*** GIVEN RECORDS Section Begins ***
//! Chunk partitioning and activity tracking.
//!
//! The grid is split into fixed-size square chunks, the unit of parallel
//! work. Chunks are assigned to one of four scheduling groups by coordinate
//! parity; two chunks in the same group are always at least two chunk-widths
//! apart, so their processing windows (chunk bounds expanded by the margin)
//! can never overlap. That spacing is the entire concurrency guarantee: the
//! scheduler may run all of a group's chunks in parallel without any locking,
//! as long as no cell ever moves further than the margin in one step.

use std::sync::atomic::{AtomicBool, Ordering};

/// Default chunk edge length in cells.
pub const DEFAULT_CHUNK_SIZE: i32 = 64;

/// Upper bound on how far any cell can travel in one step: the velocity clamp
/// plus the worst-case diagonal slide and lateral dispersion. Must stay
/// strictly below the chunk margin; the tie between these numbers is verified
/// by tests, not checked at runtime.
pub const MAX_STEP_DISPLACEMENT: i32 = 27;

/// Integer coordinates of a chunk.
#[derive(Debug, Clone, Copy, PartialEq, Eq, Hash)]
pub struct ChunkCoord {
    pub cx: i32,
    pub cy: i32,
}

impl ChunkCoord {
    pub fn new(cx: i32, cy: i32) -> Self {
        Self { cx, cy }
    }

    /// Scheduling group from coordinate parity.
    #[inline]
    pub fn group(self) -> ChunkGroup {
        ChunkGroup::from_index(((self.cx & 1) | ((self.cy & 1) << 1)) as usize)
    }
}

/// The four-way partition of chunks that makes same-group parallelism safe.
#[derive(Debug, Clone, Copy, PartialEq, Eq)]
pub enum ChunkGroup {
    A,
    B,
    C,
    D,
}

impl ChunkGroup {
    /// Fixed dispatch order of one simulation step.
    pub const ALL: [ChunkGroup; 4] = [ChunkGroup::A, ChunkGroup::B, ChunkGroup::C, ChunkGroup::D];

    #[inline]
    pub fn index(self) -> usize {
        match self {
            ChunkGroup::A => 0,
            ChunkGroup::B => 1,
            ChunkGroup::C => 2,
            ChunkGroup::D => 3,
        }
    }

    #[inline]
    fn from_index(i: usize) -> Self {
        match i & 3 {
            0 => ChunkGroup::A,
            1 => ChunkGroup::B,
            2 => ChunkGroup::C,
            _ => ChunkGroup::D,
        }
    }
}

/// Inclusive-exclusive rectangle of grid cells.
#[derive(Debug, Clone, Copy, PartialEq, Eq)]
pub struct CellRect {
    pub x0: i32,
    pub y0: i32,
    pub x1: i32,
    pub y1: i32,
}

impl CellRect {
    #[inline]
    pub fn contains(&self, x: i32, y: i32) -> bool {
        x >= self.x0 && x < self.x1 && y >= self.y0 && y < self.y1
    }

    fn intersects(&self, other: &CellRect) -> bool {
        self.x0 < other.x1 && other.x0 < self.x1 && self.y0 < other.y1 && other.y0 < self.y1
    }
}

/// Partition of the grid into chunks plus per-chunk activity metadata.
///
/// `dirty` is atomic because a chunk's cells can be written by up to four
/// same-group neighbor tasks whose windows reach into it; each flips the flag
/// with a relaxed store. `active_last_step` and `has_structure` are only
/// touched by the scheduler between groups and by external callers between
/// steps, so they stay plain bools.
pub struct ChunkMap {
    chunk_size: i32,
    chunks_x: i32,
    chunks_y: i32,
    grid_width: i32,
    grid_height: i32,
    dirty: Vec<AtomicBool>,
    active_last_step: Vec<bool>,
    has_structure: Vec<bool>,
}

impl ChunkMap {
    pub fn new(grid_width: i32, grid_height: i32, chunk_size: i32) -> Self {
        assert!(chunk_size > 0, "chunk size must be positive");
        debug_assert!(
            MAX_STEP_DISPLACEMENT < chunk_size / 2,
            "per-step displacement must stay below the chunk margin"
        );
        let chunks_x = (grid_width + chunk_size - 1) / chunk_size;
        let chunks_y = (grid_height + chunk_size - 1) / chunk_size;
        let count = (chunks_x * chunks_y) as usize;
        Self {
            chunk_size,
            chunks_x,
            chunks_y,
            grid_width,
            grid_height,
            dirty: (0..count).map(|_| AtomicBool::new(false)).collect(),
            active_last_step: vec![false; count],
            has_structure: vec![false; count],
        }
    }

    #[inline]
    pub fn chunk_size(&self) -> i32 {
        self.chunk_size
    }

    /// Margin by which a chunk's processing window extends past its bounds.
    #[inline]
    pub fn margin(&self) -> i32 {
        self.chunk_size / 2
    }

    #[inline]
    pub fn chunks_x(&self) -> i32 {
        self.chunks_x
    }

    #[inline]
    pub fn chunks_y(&self) -> i32 {
        self.chunks_y
    }

    #[inline]
    fn index(&self, coord: ChunkCoord) -> Option<usize> {
        if coord.cx >= 0 && coord.cx < self.chunks_x && coord.cy >= 0 && coord.cy < self.chunks_y {
            Some((coord.cy * self.chunks_x + coord.cx) as usize)
        } else {
            None
        }
    }

    /// The chunk owning a cell coordinate.
    #[inline]
    pub fn chunk_of(&self, x: i32, y: i32) -> Option<ChunkCoord> {
        if x >= 0 && x < self.grid_width && y >= 0 && y < self.grid_height {
            Some(ChunkCoord::new(x / self.chunk_size, y / self.chunk_size))
        } else {
            None
        }
    }

    /// A chunk's own cell bounds, clamped to the grid.
    pub fn bounds(&self, coord: ChunkCoord) -> CellRect {
        let x0 = coord.cx * self.chunk_size;
        let y0 = coord.cy * self.chunk_size;
        CellRect {
            x0,
            y0,
            x1: (x0 + self.chunk_size).min(self.grid_width),
            y1: (y0 + self.chunk_size).min(self.grid_height),
        }
    }

    /// A chunk's processing window: its bounds expanded by the margin on
    /// every side, clamped to the grid. All of a chunk task's writes land
    /// inside this rectangle.
    pub fn window(&self, coord: ChunkCoord) -> CellRect {
        let m = self.margin();
        let x0 = coord.cx * self.chunk_size;
        let y0 = coord.cy * self.chunk_size;
        CellRect {
            x0: (x0 - m).max(0),
            y0: (y0 - m).max(0),
            x1: (x0 + self.chunk_size + m).min(self.grid_width),
            y1: (y0 + self.chunk_size + m).min(self.grid_height),
        }
    }

    /// Flag the chunk owning (x, y) as dirty. Every writer must call this
    /// whenever a cell's material or velocity actually changes; writes that
    /// skip it leave the chunk's activity stale and it will not simulate.
    #[inline]
    pub fn mark_dirty(&self, x: i32, y: i32) {
        if let Some(idx) = self.chunk_of(x, y).and_then(|c| self.index(c)) {
            self.dirty[idx].store(true, Ordering::Relaxed);
        }
    }

    #[inline]
    pub fn is_dirty(&self, coord: ChunkCoord) -> bool {
        self.index(coord)
            .map(|i| self.dirty[i].load(Ordering::Relaxed))
            .unwrap_or(false)
    }

    /// Pin a chunk as always-active (emitters, machines and other structures
    /// placed by gameplay code).
    pub fn set_structure(&mut self, coord: ChunkCoord, pinned: bool) {
        if let Some(i) = self.index(coord) {
            self.has_structure[i] = pinned;
        }
    }

    /// Whether a chunk will be simulated this step.
    pub fn is_active(&self, coord: ChunkCoord) -> bool {
        match self.index(coord) {
            Some(i) => {
                self.dirty[i].load(Ordering::Relaxed)
                    || self.active_last_step[i]
                    || self.has_structure[i]
            }
            None => false,
        }
    }

    /// The active chunks of one scheduling group, in deterministic row-major
    /// order. Inactive chunks are skipped entirely, so an idle grid costs
    /// near nothing to step.
    pub fn active_chunks(&self, group: ChunkGroup) -> Vec<ChunkCoord> {
        let mut out = Vec::new();
        for cy in 0..self.chunks_y {
            for cx in 0..self.chunks_x {
                let coord = ChunkCoord::new(cx, cy);
                if coord.group() == group && self.is_active(coord) {
                    out.push(coord);
                }
            }
        }
        out
    }

    /// Roll activity over for the next step: `active_last_step` takes this
    /// step's dirty flags, then dirty is cleared. The one-step cool-down lets
    /// a chunk settle before going fully inactive, avoiding flicker from
    /// borderline reactivation.
    pub fn advance_activity(&mut self) {
        for (i, flag) in self.dirty.iter_mut().enumerate() {
            self.active_last_step[i] = flag.swap(false, Ordering::Relaxed);
        }
    }

    /// Number of chunks that would simulate this step (observability).
    pub fn active_chunk_count(&self) -> usize {
        let mut count = 0;
        for cy in 0..self.chunks_y {
            for cx in 0..self.chunks_x {
                if self.is_active(ChunkCoord::new(cx, cy)) {
                    count += 1;
                }
            }
        }
        count
    }

    /// Per-chunk activity flags in row-major order (observability).
    pub fn activity_plane(&self) -> Vec<bool> {
        let mut out = Vec::with_capacity(self.dirty.len());
        for cy in 0..self.chunks_y {
            for cx in 0..self.chunks_x {
                out.push(self.is_active(ChunkCoord::new(cx, cy)));
            }
        }
        out
    }

    /// Mark every chunk containing a non-empty cell dirty. Used when seeding
    /// a freshly built world so the first step simulates its contents.
    pub fn mark_occupied(&self, cells: &[crate::grid::Cell], width: i32) {
        for (i, cell) in cells.iter().enumerate() {
            if !cell.is_empty() {
                self.mark_dirty((i as i32) % width, (i as i32) / width);
            }
        }
    }
}

#[cfg(test)]
mod tests {
    use super::*;

    #[test]
    fn test_group_assignment() {
        assert_eq!(ChunkCoord::new(0, 0).group(), ChunkGroup::A);
        assert_eq!(ChunkCoord::new(1, 0).group(), ChunkGroup::B);
        assert_eq!(ChunkCoord::new(0, 1).group(), ChunkGroup::C);
        assert_eq!(ChunkCoord::new(1, 1).group(), ChunkGroup::D);
        assert_eq!(ChunkCoord::new(2, 2).group(), ChunkGroup::A);
    }

    #[test]
    fn test_partition_invariant_same_group_spacing() {
        // Any two same-group chunks sit at least two chunk-widths apart on
        // both axes, for a range of grid and chunk sizes.
        for &(w, h, s) in &[(256, 256, 64), (300, 180, 64), (1024, 512, 128)] {
            let map = ChunkMap::new(w, h, s);
            let mut coords = Vec::new();
            for cy in 0..map.chunks_y() {
                for cx in 0..map.chunks_x() {
                    coords.push(ChunkCoord::new(cx, cy));
                }
            }
            for &a in &coords {
                for &b in &coords {
                    if a != b && a.group() == b.group() {
                        let dx = (a.cx - b.cx).abs() * s;
                        let dy = (a.cy - b.cy).abs() * s;
                        assert!(
                            dx >= 2 * s || dy >= 2 * s,
                            "chunks {:?} and {:?} too close for group sharing",
                            a,
                            b
                        );
                    }
                }
            }
        }
    }

    #[test]
    fn test_same_group_windows_never_overlap() {
        let map = ChunkMap::new(512, 512, 64);
        let mut coords = Vec::new();
        for cy in 0..map.chunks_y() {
            for cx in 0..map.chunks_x() {
                coords.push(ChunkCoord::new(cx, cy));
            }
        }
        for &a in &coords {
            for &b in &coords {
                if a != b && a.group() == b.group() {
                    assert!(
                        !map.window(a).intersects(&map.window(b)),
                        "windows of {:?} and {:?} overlap",
                        a,
                        b
                    );
                }
            }
        }
    }

    #[test]
    fn test_displacement_fits_margin() {
        let map = ChunkMap::new(256, 256, DEFAULT_CHUNK_SIZE);
        assert!(MAX_STEP_DISPLACEMENT < map.margin());
    }

    #[test]
    fn test_dirty_drives_activity_with_cooldown() {
        let mut map = ChunkMap::new(256, 256, 64);
        let coord = ChunkCoord::new(1, 1);
        assert!(!map.is_active(coord));

        map.mark_dirty(70, 70);
        assert!(map.is_active(coord));

        // First rollover: dirty becomes active_last_step (cool-down step).
        map.advance_activity();
        assert!(map.is_active(coord));

        // Second rollover with no new writes: chunk goes inactive.
        map.advance_activity();
        assert!(!map.is_active(coord));
    }

    #[test]
    fn test_structure_pins_chunk_active() {
        let mut map = ChunkMap::new(256, 256, 64);
        let coord = ChunkCoord::new(2, 0);
        map.set_structure(coord, true);
        assert!(map.is_active(coord));
        map.advance_activity();
        map.advance_activity();
        assert!(map.is_active(coord));
        map.set_structure(coord, false);
        assert!(!map.is_active(coord));
    }

    #[test]
    fn test_active_chunks_filters_by_group() {
        let map = ChunkMap::new(256, 256, 64);
        map.mark_dirty(0, 0); // chunk (0,0) - group A
        map.mark_dirty(65, 0); // chunk (1,0) - group B
        assert_eq!(map.active_chunks(ChunkGroup::A), vec![ChunkCoord::new(0, 0)]);
        assert_eq!(map.active_chunks(ChunkGroup::B), vec![ChunkCoord::new(1, 0)]);
        assert!(map.active_chunks(ChunkGroup::C).is_empty());
        assert_eq!(map.active_chunk_count(), 2);
    }

    #[test]
    fn test_out_of_bounds_marks_are_noops() {
        let map = ChunkMap::new(128, 128, 64);
        map.mark_dirty(-1, 0);
        map.mark_dirty(0, 128);
        assert_eq!(map.active_chunk_count(), 0);
    }

    #[test]
    fn test_window_clamps_to_grid() {
        let map = ChunkMap::new(256, 256, 64);
        let w = map.window(ChunkCoord::new(0, 0));
        assert_eq!(w, CellRect { x0: 0, y0: 0, x1: 96, y1: 96 });
        let inner = map.window(ChunkCoord::new(1, 1));
        assert_eq!(inner, CellRect { x0: 32, y0: 32, x1: 160, y1: 160 });
    }
}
*** GIVEN RECORDS Section Ends ***
WORK REQUEST. Please give an exact copy of the entries above, from the line with "one-step cool-down lets" down to the line with "this step (observability).", inclusive, and nothing else.

SOLUTION FOR THIS EXERCISE.
    /// step's dirty flags, then dirty is cleared. The one-step cool-down lets
    /// a chunk settle before going fully inactive, avoiding flicker from
    /// borderline reactivation.
    pub fn advance_activity(&mut self) {
        for (i, flag) in self.dirty.iter_mut().enumerate() {
            self.active_last_step[i] = flag.swap(false, Ordering::Relaxed);
        }
    }

    /// Number of chunks that would simulate this step (observability).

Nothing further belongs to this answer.